◆ **WHAT YOU WILL DO**:
Please copy, character for character, each line from the beginning of the listing to the line containing "call sites can", including both.
[MATERIAL FOR THIS TASK — start]
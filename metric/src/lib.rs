//! In-process metric registry.
//!
//! Instruments are registered by name in a [`Registry`] and fan out into one
//! observer per distinct [`Attributes`] set. Observers are cheap handles that
//! share state with every clone for the same attributes, so call sites can
//! stash a recorder at construction time and record lock-free later.
//!
//! There is deliberately no exposition endpoint here; tests and embedders
//! read instruments back through [`Registry::get_instrument`].
#![warn(missing_docs)]

use parking_lot::Mutex;
use std::{
    any::Any,
    borrow::Cow,
    collections::{btree_map::Entry, BTreeMap},
    fmt::Debug,
    sync::{
        atomic::{AtomicU64, Ordering},
        Arc,
    },
    time::Duration,
};

// Workaround for "unused crate" lint false positives.
use workspace_hack as _;

/// A registry of named instruments.
///
/// Registering an existing name returns the existing instrument, so multiple
/// components can share a metric without coordinating construction order.
#[derive(Debug, Default)]
pub struct Registry {
    instruments: Mutex<BTreeMap<&'static str, Box<dyn Instrument>>>,
}

impl Registry {
    /// Create an empty registry.
    pub fn new() -> Self {
        Self::default()
    }

    /// Register (or look up) the metric `name`.
    ///
    /// # Panics
    ///
    /// If `name` was previously registered with a different observer type.
    pub fn register_metric<T: MetricObserver>(
        &self,
        name: &'static str,
        description: &'static str,
    ) -> Metric<T> {
        let mut instruments = self.instruments.lock();
        match instruments.entry(name) {
            Entry::Occupied(o) => match o.get().as_any().downcast_ref::<Metric<T>>() {
                Some(metric) => metric.clone(),
                None => panic!("metric type mismatch for instrument {name}"),
            },
            Entry::Vacant(v) => {
                let metric = Metric::new(name, description);
                v.insert(Box::new(metric.clone()));
                metric
            }
        }
    }

    /// Look up a previously registered instrument by name.
    pub fn get_instrument<I: Instrument + Clone>(&self, name: &str) -> Option<I> {
        let instruments = self.instruments.lock();
        instruments
            .get(name)
            .and_then(|i| i.as_any().downcast_ref::<I>())
            .cloned()
    }
}

/// A type-erased instrument stored in a [`Registry`].
pub trait Instrument: Debug + Send + Sync + 'static {
    /// Upcast, so [`Registry::get_instrument`] can downcast back to the
    /// concrete [`Metric`].
    fn as_any(&self) -> &dyn Any;
}

impl<T: MetricObserver> Instrument for Metric<T> {
    fn as_any(&self) -> &dyn Any {
        self
    }
}

/// Types that observe values for one attribute set of a [`Metric`].
///
/// Clones share state: recording through any clone is visible through all
/// clones for the same attributes.
pub trait MetricObserver: Clone + Default + Debug + Send + Sync + 'static {}

/// A named metric producing one observer per distinct attribute set.
#[derive(Debug)]
pub struct Metric<T: MetricObserver> {
    /// The instrument name.
    pub name: &'static str,
    /// Human-readable description.
    pub description: &'static str,
    shared: Arc<MetricShared<T>>,
}

#[derive(Debug)]
struct MetricShared<T> {
    observers: Mutex<BTreeMap<Attributes, T>>,
}

impl<T: MetricObserver> Clone for Metric<T> {
    fn clone(&self) -> Self {
        Self {
            name: self.name,
            description: self.description,
            shared: Arc::clone(&self.shared),
        }
    }
}

impl<T: MetricObserver> Metric<T> {
    fn new(name: &'static str, description: &'static str) -> Self {
        Self {
            name,
            description,
            shared: Arc::new(MetricShared {
                observers: Mutex::new(BTreeMap::new()),
            }),
        }
    }

    /// Return the observer for `attributes`, creating it on first use.
    pub fn recorder(&self, attributes: impl Into<Attributes>) -> T {
        let attributes = attributes.into();
        let mut observers = self.shared.observers.lock();
        observers.entry(attributes).or_default().clone()
    }

    /// Return the observer for `attributes`, or `None` if it was never
    /// created by [`Self::recorder`].
    pub fn get_observer(&self, attributes: &Attributes) -> Option<T> {
        let observers = self.shared.observers.lock();
        observers.get(attributes).cloned()
    }
}

/// A monotonic `u64` counter.
#[derive(Debug, Clone, Default)]
pub struct U64Counter {
    state: Arc<AtomicU64>,
}

impl U64Counter {
    /// Add `count`.
    pub fn inc(&self, count: u64) {
        self.state.fetch_add(count, Ordering::Relaxed);
    }

    /// Current value.
    pub fn fetch(&self) -> u64 {
        self.state.load(Ordering::Relaxed)
    }
}

impl MetricObserver for U64Counter {}

/// Aggregates duration samples: count and running total.
#[derive(Debug, Clone, Default)]
pub struct DurationHistogram {
    state: Arc<Mutex<DurationHistogramState>>,
}

#[derive(Debug, Default)]
struct DurationHistogramState {
    sample_count: u64,
    total: Duration,
}

impl DurationHistogram {
    /// Record one sample.
    pub fn record(&self, value: Duration) {
        let mut state = self.state.lock();
        state.sample_count += 1;
        state.total += value;
    }

    /// Snapshot the aggregate.
    pub fn fetch(&self) -> DurationHistogramObservation {
        let state = self.state.lock();
        DurationHistogramObservation {
            sample_count: state.sample_count,
            total: state.total,
        }
    }
}

impl MetricObserver for DurationHistogram {}

/// Point-in-time aggregate of a [`DurationHistogram`].
#[derive(Debug, Clone, Copy, PartialEq, Eq)]
pub struct DurationHistogramObservation {
    sample_count: u64,
    total: Duration,
}

impl DurationHistogramObservation {
    /// Number of recorded samples.
    pub fn sample_count(&self) -> u64 {
        self.sample_count
    }

    /// Sum of all recorded samples.
    pub fn total(&self) -> Duration {
        self.total
    }
}

/// A sorted key-value set identifying one observer of a [`Metric`].
#[derive(Debug, Clone, Default, PartialEq, Eq, PartialOrd, Ord, Hash)]
pub struct Attributes(BTreeMap<&'static str, Cow<'static, str>>);

impl Attributes {
    /// Insert or replace `key`.
    pub fn insert(&mut self, key: &'static str, value: impl Into<Cow<'static, str>>) {
        self.0.insert(key, value.into());
    }
}

impl<const N: usize> From<[(&'static str, &'static str); N]> for Attributes {
    fn from(pairs: [(&'static str, &'static str); N]) -> Self {
        Self(
            pairs
                .into_iter()
                .map(|(k, v)| (k, Cow::Borrowed(v)))
                .collect(),
        )
    }
}

impl<const N: usize> From<&[(&'static str, &'static str); N]> for Attributes {
    fn from(pairs: &[(&'static str, &'static str); N]) -> Self {
        Self(
            pairs
                .iter()
                .map(|&(k, v)| (k, Cow::Borrowed(v)))
                .collect(),
        )
    }
}
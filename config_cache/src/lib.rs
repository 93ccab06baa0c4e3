//! Client-side caching for a storage cluster's configuration plane.
//!
//! The remote configuration service owns users, tenants, tenant memberships,
//! volumes and snapshot policies, and stamps every committed change with a
//! global, monotonically increasing version counter. Every node in the
//! cluster answers frequent authorization and routing questions against
//! that configuration, far too frequently to pay an RPC per question.
//!
//! This crate keeps one immutable, fully indexed
//! [`ConfigSnapshot`](data_types::snapshot::ConfigSnapshot) per cache:
//!
//! - [`cache::ConfigCache`] serves reads from the snapshot, loading it
//!   lazily and coalescing concurrent loads into one remote fetch,
//! - [`gateway::MutationGateway`] forwards writes to the remote and
//!   invalidates the cache after each success,
//! - [`refresh::Refresher`] polls the remote version counter in the
//!   background and invalidates when it moves, bounding staleness for
//!   changes made by other nodes.
//!
//! Nothing here retries: remote failures surface to the caller, and the
//! cache degrades to serving its last snapshot until invalidated.
#![warn(missing_docs)]

// Workaround for "unused crate" lint false positives.
use workspace_hack as _;

pub mod cache;
pub mod fault_injection;
pub mod gateway;
pub mod interface;
pub mod mem;
pub mod refresh;
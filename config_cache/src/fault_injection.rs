//! Fault injection for testing purposes.

use crate::interface::{ConfigService, Error, Result};
use async_trait::async_trait;
use bytes::Bytes;
use data_types::{
    SnapshotPolicy, SnapshotPolicyId, Tenant, TenantId, TenantMembership, User, UserId,
    UserUpdate, Volume, VolumeId,
};
use parking_lot::Mutex;
use std::{collections::HashMap, sync::Arc, time::Duration};

#[derive(Debug)]
struct Fault(Error);

impl From<Fault> for Error {
    fn from(fault: Fault) -> Self {
        fault.0
    }
}

type FaultResult = Result<(), Fault>;

#[derive(Debug, Default)]
struct PointState {
    results: Vec<FaultResult>,
    latency: Option<Duration>,
    calls: usize,
}

#[derive(Debug, Clone, Default)]
struct State(Arc<Mutex<HashMap<FaultPoint, PointState>>>);

impl State {
    async fn check(&self, point: FaultPoint) -> FaultResult {
        let (res, latency) = {
            let mut points = self.0.lock();
            let state = points.entry(point).or_default();
            state.calls += 1;
            let res = if state.results.is_empty() {
                Ok(())
            } else {
                state.results.remove(0)
            };
            (res, state.latency)
        };

        if let Some(latency) = latency {
            tokio::time::sleep(latency).await;
        }
        res
    }
}

/// A wrapper around an existing [`ConfigService`] that enables [Fault Injection]
///
/// Use [`set_result`](Self::set_result) to inject faults and
/// [`set_latency`](Self::set_latency) to slow individual calls down.
///
///
/// [Fault Injection]: https://en.wikipedia.org/wiki/Fault_injection
pub struct FaultConfigService {
    inner: Arc<dyn ConfigService>,
    state: State,
}

impl FaultConfigService {
    /// Create new fault wrapper with no faults.
    pub fn new(inner: Arc<dyn ConfigService>) -> Self {
        Self {
            inner,
            state: State::default(),
        }
    }

    /// Append result for a given fault point.
    ///
    /// Whenever a fault point is hit, a result is consumed.
    ///
    /// If a fault point has no results left, it just passes.
    pub fn set_result(&self, point: FaultPoint, res: Result<(), Error>) {
        self.state
            .0
            .lock()
            .entry(point)
            .or_default()
            .results
            .push(res.map_err(Fault));
    }

    /// Set artificial latency for a given fault point.
    ///
    /// Every traversal of the point sleeps for the given duration before
    /// resolving. Latency sticks until replaced.
    pub fn set_latency(&self, point: FaultPoint, latency: Duration) {
        self.state.0.lock().entry(point).or_default().latency = Some(latency);
    }

    /// Number of times a given fault point was traversed so far.
    pub fn calls(&self, point: FaultPoint) -> usize {
        self.state
            .0
            .lock()
            .get(&point)
            .map(|state| state.calls)
            .unwrap_or_default()
    }
}

impl std::fmt::Debug for FaultConfigService {
    fn fmt(&self, f: &mut std::fmt::Formatter<'_>) -> std::fmt::Result {
        write!(f, "fault({:?})", self.inner)
    }
}

macro_rules! decorate {
    {
        methods = [$(
            $method:ident(
                &self $(,)?
                $($arg:ident : $t:ty),*
            ) -> Result<$out:ty>;
        )+] $(,)?
    } => {
        paste::paste! {
            /// Describe where to insert the fault.
            #[derive(Debug, Clone, Copy, PartialEq, Eq, Hash)]
            pub enum FaultPoint {
                $(
                    #[doc = "Fault before calling [`ConfigService::" $method "`]."]
                    [<$method:camel Pre>],

                    #[doc = "Fault after calling [`ConfigService::" $method "`]."]
                    [<$method:camel Post>],
                )+
            }

            #[async_trait]
            impl ConfigService for FaultConfigService {
                /// NOTE: if you're seeing an error here about "not all trait items
                /// implemented" or something similar, one or more methods are
                /// missing from / incorrectly defined in the decorate!() block
                /// below.

                $(
                    async fn $method(&self, $($arg : $t),*) -> Result<$out> {
                        self.state.check(FaultPoint::[<$method:camel Pre>]).await?;
                        let res = self.inner.$method($($arg),*).await;
                        self.state.check(FaultPoint::[<$method:camel Post>]).await?;
                        res
                    }
                )+

                fn name(&self) -> &'static str {
                    // faults are transparent, so forward the name of the service
                    // that does the real work
                    self.inner.name()
                }
            }
        }
    };
}

decorate! {
    methods = [
        current_version(&self) -> Result<u64>;
        list_users(&self) -> Result<Vec<User>>;
        list_tenants(&self) -> Result<Vec<Tenant>>;
        list_tenant_members(&self, tenant_id: TenantId) -> Result<Vec<TenantMembership>>;
        list_volumes(&self) -> Result<Vec<Volume>>;
        list_snapshot_policies(&self) -> Result<Vec<SnapshotPolicy>>;
        create_user(&self, login: &str, password_hash: &str, api_secret: &str, is_admin: bool) -> Result<User>;
        update_user(&self, id: UserId, update: UserUpdate) -> Result<User>;
        create_tenant(&self, name: &str) -> Result<Tenant>;
        create_volume(&self, name: &str, tenant_id: TenantId, settings: Bytes) -> Result<Volume>;
        delete_volume(&self, id: VolumeId) -> Result<()>;
        assign_user(&self, tenant_id: TenantId, user_id: UserId) -> Result<()>;
        revoke_user(&self, tenant_id: TenantId, user_id: UserId) -> Result<()>;
        create_snapshot_policy(&self, name: &str, schedule: &str, retain_count: u32) -> Result<SnapshotPolicy>;
        delete_snapshot_policy(&self, id: SnapshotPolicyId) -> Result<()>;
        attach_volume_to_policy(&self, policy_id: SnapshotPolicyId, volume_id: VolumeId) -> Result<()>;
        detach_volume_from_policy(&self, policy_id: SnapshotPolicyId, volume_id: VolumeId) -> Result<()>;
    ],
}

#[cfg(test)]
mod tests {
    use super::*;
    use crate::mem::MemConfigService;
    use assert_matches::assert_matches;
    use std::time::Instant;

    fn wrapped_mem() -> FaultConfigService {
        FaultConfigService::new(Arc::new(MemConfigService::new()))
    }

    #[tokio::test]
    async fn test_fault_injection_consumes_results() {
        let service = wrapped_mem();

        service.set_result(FaultPoint::CurrentVersionPre, Ok(()));
        service.set_result(
            FaultPoint::CurrentVersionPre,
            Err(Error::RemoteUnavailable {
                descr: "foo".to_owned(),
            }),
        );

        service.current_version().await.unwrap();
        assert_matches!(
            service.current_version().await.unwrap_err(),
            Error::RemoteUnavailable { .. }
        );

        // no results left
        service.current_version().await.unwrap();
    }

    #[tokio::test]
    async fn test_fault_injection_pre_post() {
        let service = wrapped_mem();

        service.set_result(
            FaultPoint::CreateTenantPre,
            Err(Error::RemoteUnavailable {
                descr: "foo".to_owned(),
            }),
        );
        service.set_result(
            FaultPoint::CreateTenantPost,
            Err(Error::RemoteUnavailable {
                descr: "foo".to_owned(),
            }),
        );

        // pre: does NOT create
        assert_matches!(
            service.create_tenant("acme").await.unwrap_err(),
            Error::RemoteUnavailable { .. }
        );
        assert!(service.list_tenants().await.unwrap().is_empty());

        // post: DOES create
        assert_matches!(
            service.create_tenant("acme").await.unwrap_err(),
            Error::RemoteUnavailable { .. }
        );
        assert_eq!(service.list_tenants().await.unwrap().len(), 1);
    }

    #[tokio::test]
    async fn test_latency_and_call_counting() {
        let service = wrapped_mem();

        assert_eq!(service.calls(FaultPoint::ListUsersPre), 0);
        service.set_latency(FaultPoint::ListUsersPre, Duration::from_millis(50));

        let start = Instant::now();
        service.list_users().await.unwrap();
        service.list_users().await.unwrap();
        assert!(start.elapsed() >= Duration::from_millis(100));

        assert_eq!(service.calls(FaultPoint::ListUsersPre), 2);
        assert_eq!(service.calls(FaultPoint::ListUsersPost), 2);
        assert_eq!(service.calls(FaultPoint::ListVolumesPre), 0);
    }
}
[MATERIAL FOR THIS TASK — finish]
◆ **THE COMPLETED TASK**:
filename metric/src/lib.rs
//! In-process metric registry.
//!
//! Instruments are registered by name in a [`Registry`] and fan out into one
//! observer per distinct [`Attributes`] set. Observers are cheap handles that
//! share state with every clone for the same attributes, so call sites can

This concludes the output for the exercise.